• TASK GOAL: Answer with a single number: how many lines in the listing below include "without"?
START DATASET RECORDS
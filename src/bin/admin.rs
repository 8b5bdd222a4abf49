//! CLI administration tool for snaplink.
//!
//! Provides commands for managing API tokens and basic database diagnostics
//! without requiring HTTP API access.
//!
//! # Usage
//!
//! ```bash
//! # Create a new API token for an owner
//! cargo run --bin admin -- token create --owner alice
//!
//! # List all tokens
//! cargo run --bin admin -- token list
//!
//! # Revoke a token by label
//! cargo run --bin admin -- token revoke "Production API"
//!
//! # View statistics
//! cargo run --bin admin -- stats
//!
//! # Check database connection
//! cargo run --bin admin -- db check
//! ```
//!
//! # Environment Variables
//!
//! - `DATABASE_URL` (required): PostgreSQL connection string
//! - `TOKEN_SIGNING_SECRET` (required for `token create`): must match the
//!   server's secret, otherwise minted tokens will not authenticate
//!
//! # Security
//!
//! Only the HMAC-SHA256 hash of a token is stored; the raw token is
//! displayed once at creation and cannot be recovered later.

use snaplink::application::services::hash_token;

use anyhow::{Context, Result};
use base64::Engine;
use base64::engine::general_purpose::URL_SAFE_NO_PAD;
use chrono::{DateTime, Utc};
use clap::{Parser, Subcommand};
use colored::*;
use dialoguer::{Confirm, Input};
use sqlx::PgPool;

/// CLI tool for managing snaplink.
#[derive(Parser)]
#[command(name = "admin")]
#[command(author, version, about, long_about = None)]
struct Cli {
    #[command(subcommand)]
    command: Commands,
}

/// Top-level command groups.
#[derive(Subcommand)]
enum Commands {
    /// Manage API tokens
    Token {
        #[command(subcommand)]
        action: TokenAction,
    },

    /// Show statistics
    Stats,

    /// Database operations
    Db {
        #[command(subcommand)]
        action: DbAction,
    },
}

/// Token management subcommands.
#[derive(Subcommand)]
enum TokenAction {
    /// Create a new API token
    Create {
        /// Owner identifier the token authenticates as
        #[arg(short, long)]
        owner: Option<String>,

        /// Token label (e.g., "Production API", "Mobile App")
        #[arg(short, long)]
        label: Option<String>,

        /// Skip confirmation prompt
        #[arg(short = 'y', long)]
        yes: bool,
    },

    /// List all tokens
    List,

    /// Revoke a token
    Revoke {
        /// Token label (exact match) or full token hash
        label_or_hash: String,
    },
}

/// Database operation subcommands.
#[derive(Subcommand)]
enum DbAction {
    /// Check database connection
    Check,

    /// Show database info
    Info,
}

/// Token row as stored, for listing and revocation lookups.
#[derive(sqlx::FromRow)]
struct TokenRow {
    token_hash: String,
    owner_id: String,
    label: String,
    created_at: DateTime<Utc>,
    last_used_at: Option<DateTime<Utc>>,
    revoked_at: Option<DateTime<Utc>>,
}

#[tokio::main]
async fn main() -> Result<()> {
    // Load environment variables from .env file
    dotenvy::dotenv().ok();

    let cli = Cli::parse();

    let database_url = std::env::var("DATABASE_URL").context("DATABASE_URL must be set")?;

    let pool = PgPool::connect(&database_url)
        .await
        .context("Failed to connect to database")?;

    match cli.command {
        Commands::Token { action } => handle_token_action(action, &pool).await?,
        Commands::Stats => handle_stats(&pool).await?,
        Commands::Db { action } => handle_db_action(action, &pool).await?,
    }

    Ok(())
}

/// Dispatches token management commands.
async fn handle_token_action(action: TokenAction, pool: &PgPool) -> Result<()> {
    match action {
        TokenAction::Create { owner, label, yes } => {
            create_token(pool, owner, label, yes).await?;
        }
        TokenAction::List => {
            list_tokens(pool).await?;
        }
        TokenAction::Revoke { label_or_hash } => {
            revoke_token(pool, label_or_hash).await?;
        }
    }

    Ok(())
}

/// Creates a new API token with interactive prompts.
///
/// # Flow
///
/// 1. Prompt for owner and label (or use provided)
/// 2. Generate a random token
/// 3. Display token details with warning
/// 4. Confirm creation (unless `--yes` flag)
/// 5. Hash token with HMAC-SHA256 under `TOKEN_SIGNING_SECRET`
/// 6. Store the hash in the database
/// 7. Display usage instructions
async fn create_token(
    pool: &PgPool,
    owner: Option<String>,
    label: Option<String>,
    skip_confirm: bool,
) -> Result<()> {
    let signing_secret = std::env::var("TOKEN_SIGNING_SECRET")
        .context("TOKEN_SIGNING_SECRET must be set to mint tokens")?;

    println!("{}", "🔑 Create API Token".bright_blue().bold());
    println!();

    let owner_id = match owner {
        Some(o) => o,
        None => Input::new().with_prompt("Owner identifier").interact_text()?,
    };

    let token_label = match label {
        Some(l) => l,
        None => Input::new()
            .with_prompt("Token label")
            .with_initial_text("Production API")
            .interact_text()?,
    };

    let token_value = generate_token()?;
    println!("{}", "✨ Generated new token".green());

    println!();
    println!("{}", "Token details:".bright_white().bold());
    println!("  Owner: {}", owner_id.cyan());
    println!("  Label: {}", token_label.cyan());
    println!("  Token: {}", token_value.bright_yellow().bold());
    println!();
    println!(
        "{}",
        "⚠️  IMPORTANT: Save this token now! You won't be able to see it again."
            .red()
            .bold()
    );
    println!();

    if !skip_confirm {
        let confirmed = Confirm::new()
            .with_prompt("Create this token?")
            .default(true)
            .interact()?;

        if !confirmed {
            println!("{}", "❌ Cancelled".red());
            return Ok(());
        }
    }

    let token_hash = hash_token(&signing_secret, &token_value);

    sqlx::query(
        r#"
        INSERT INTO api_tokens (token_hash, owner_id, label)
        VALUES ($1, $2, $3)
        "#,
    )
    .bind(&token_hash)
    .bind(&owner_id)
    .bind(&token_label)
    .execute(pool)
    .await
    .context("Failed to create token")?;

    println!();
    println!("{}", "✅ Token created successfully!".green().bold());
    println!();
    println!("{}", "Add this to your requests:".bright_white());
    println!(
        "  {}: Bearer {}",
        "Authorization".bright_cyan(),
        token_value.bright_yellow()
    );
    println!();
    println!("{}", "Example:".bright_white());
    println!(
        "  curl -H \"Authorization: Bearer {}\" http://localhost:3000/api/links",
        token_value.bright_yellow()
    );
    println!();

    Ok(())
}

/// Lists all API tokens with status indicators.
async fn list_tokens(pool: &PgPool) -> Result<()> {
    println!("{}", "📋 API Tokens".bright_blue().bold());
    println!();

    let tokens = sqlx::query_as::<_, TokenRow>(
        r#"
        SELECT token_hash, owner_id, label, created_at, last_used_at, revoked_at
        FROM api_tokens
        ORDER BY created_at
        "#,
    )
    .fetch_all(pool)
    .await
    .context("Failed to list tokens")?;

    if tokens.is_empty() {
        println!("{}", "  No tokens found".yellow());
        println!();
        println!(
            "  Create one with: {} admin token create",
            "cargo run --bin".bright_cyan()
        );
        return Ok(());
    }

    println!(
        "  {:<14} {:<16} {:<26} {:<18} {:<10}",
        "Hash".bright_white().bold(),
        "Owner".bright_white().bold(),
        "Label".bright_white().bold(),
        "Created".bright_white().bold(),
        "Status".bright_white().bold()
    );
    println!("  {}", "─".repeat(86).bright_black());

    for token in &tokens {
        let status = if token.revoked_at.is_some() {
            "REVOKED".red()
        } else {
            "ACTIVE".green()
        };

        println!(
            "  {:<14} {:<16} {:<26} {:<18} {}",
            short_hash(&token.token_hash).bright_black(),
            token.owner_id.cyan(),
            token.label.cyan(),
            token
                .created_at
                .format("%Y-%m-%d %H:%M")
                .to_string()
                .bright_black(),
            status
        );
    }

    println!();
    println!(
        "  Total: {}",
        tokens.len().to_string().bright_white().bold()
    );
    println!();

    Ok(())
}

/// Revokes a token by label or full hash with confirmation prompt.
///
/// # Lookup
///
/// - 64 hex characters: lookup by token hash
/// - Otherwise, lookup by label (exact match)
///
/// # Safety
///
/// - Requires confirmation (default: No)
/// - Prevents double-revocation
async fn revoke_token(pool: &PgPool, label_or_hash: String) -> Result<()> {
    println!("{}", "🔒 Revoke API Token".bright_blue().bold());
    println!();

    let by_hash = label_or_hash.len() == 64
        && label_or_hash.chars().all(|c| c.is_ascii_hexdigit());

    let column = if by_hash { "token_hash" } else { "label" };
    let query = format!(
        "SELECT token_hash, owner_id, label, created_at, last_used_at, revoked_at \
         FROM api_tokens WHERE {} = $1",
        column
    );

    let token = sqlx::query_as::<_, TokenRow>(&query)
        .bind(&label_or_hash)
        .fetch_optional(pool)
        .await
        .context("Database error")?;

    let token = token.context("Token not found")?;

    if token.revoked_at.is_some() {
        println!("{}", "⚠️  This token is already revoked".yellow());
        return Ok(());
    }

    println!("  Label: {}", token.label.cyan());
    println!("  Owner: {}", token.owner_id.cyan());
    println!("  Hash:  {}", short_hash(&token.token_hash).bright_black());
    if let Some(last_used) = token.last_used_at {
        println!(
            "  Last used: {}",
            last_used.format("%Y-%m-%d %H:%M").to_string().bright_black()
        );
    }
    println!();

    let confirmed = Confirm::new()
        .with_prompt("Revoke this token?")
        .default(false)
        .interact()?;

    if !confirmed {
        println!("{}", "❌ Cancelled".red());
        return Ok(());
    }

    sqlx::query("UPDATE api_tokens SET revoked_at = now() WHERE token_hash = $1")
        .bind(&token.token_hash)
        .execute(pool)
        .await
        .context("Failed to revoke token")?;

    println!();
    println!("{}", "✅ Token revoked successfully!".green().bold());
    println!();

    Ok(())
}

/// Displays system statistics.
///
/// Shows:
/// - Total number of short links
/// - Total number of recorded visits
/// - Number of active API tokens
async fn handle_stats(pool: &PgPool) -> Result<()> {
    println!("{}", "📊 Statistics".bright_blue().bold());
    println!();

    let links_count: i64 = sqlx::query_scalar("SELECT COUNT(*) FROM short_links")
        .fetch_one(pool)
        .await?;

    let visits_count: Option<i64> = sqlx::query_scalar("SELECT SUM(visits) FROM short_links")
        .fetch_one(pool)
        .await?;

    let tokens_count: i64 =
        sqlx::query_scalar("SELECT COUNT(*) FROM api_tokens WHERE revoked_at IS NULL")
            .fetch_one(pool)
            .await?;

    println!(
        "  Links:         {}",
        links_count.to_string().bright_green().bold()
    );
    println!(
        "  Visits:        {}",
        visits_count.unwrap_or(0).to_string().bright_green().bold()
    );
    println!(
        "  Active tokens: {}",
        tokens_count.to_string().bright_green().bold()
    );
    println!();

    Ok(())
}

/// Handles database diagnostic commands.
async fn handle_db_action(action: DbAction, pool: &PgPool) -> Result<()> {
    match action {
        DbAction::Check => {
            println!("{}", "🔍 Checking database connection...".bright_blue());

            sqlx::query("SELECT 1").fetch_one(pool).await?;

            println!("{}", "✅ Database connection OK".green().bold());
        }
        DbAction::Info => {
            println!("{}", "ℹ️  Database Information".bright_blue().bold());
            println!();

            let version: String = sqlx::query_scalar("SELECT version()")
                .fetch_one(pool)
                .await?;

            println!("  PostgreSQL: {}", version.bright_white());
            println!();
        }
    }

    Ok(())
}

/// Generates a cryptographically random token.
///
/// 32 random bytes, URL-safe base64 without padding (43 characters).
fn generate_token() -> Result<String> {
    let mut bytes = [0u8; 32];
    getrandom::fill(&mut bytes).map_err(|e| anyhow::anyhow!("RNG failure: {}", e))?;
    Ok(URL_SAFE_NO_PAD.encode(bytes))
}

/// Truncates a token hash for display.
fn short_hash(hash: &str) -> String {
    format!("{}…", &hash[..hash.len().min(12)])
}
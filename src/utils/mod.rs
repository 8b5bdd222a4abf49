//! Utility functions shared across the application:
//!
//! - [`slug`] - Random slug generation and custom slug validation
//! - [`reserved`] - Reserved-word filter for application routes
//! - [`url_check`] - Destination URL validation
//! - [`client_ip`] - Caller identity extraction for rate limiting

pub mod client_ip;
pub mod reserved;
pub mod slug;
pub mod url_check;
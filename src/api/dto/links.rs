//! DTOs for link management endpoints.

use chrono::{DateTime, Utc};
use serde::Serialize;

use crate::domain::entities::ShortLink;

/// A link as presented in the owner's listing.
#[derive(Debug, Serialize)]
pub struct LinkSummary {
    pub slug: String,
    pub long_url: String,
    pub short_url: String,
    pub created_at: DateTime<Utc>,
    pub visits: i64,
}

impl LinkSummary {
    pub fn from_link(link: ShortLink, short_url: String) -> Self {
        Self {
            slug: link.slug,
            long_url: link.long_url,
            short_url,
            created_at: link.created_at,
            visits: link.visits,
        }
    }
}

/// Response for a successful delete.
#[derive(Debug, Serialize)]
pub struct DeleteResponse {
    pub success: bool,
}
END DATASET RECORDS
• RESULT OF THE EXERCISE: 2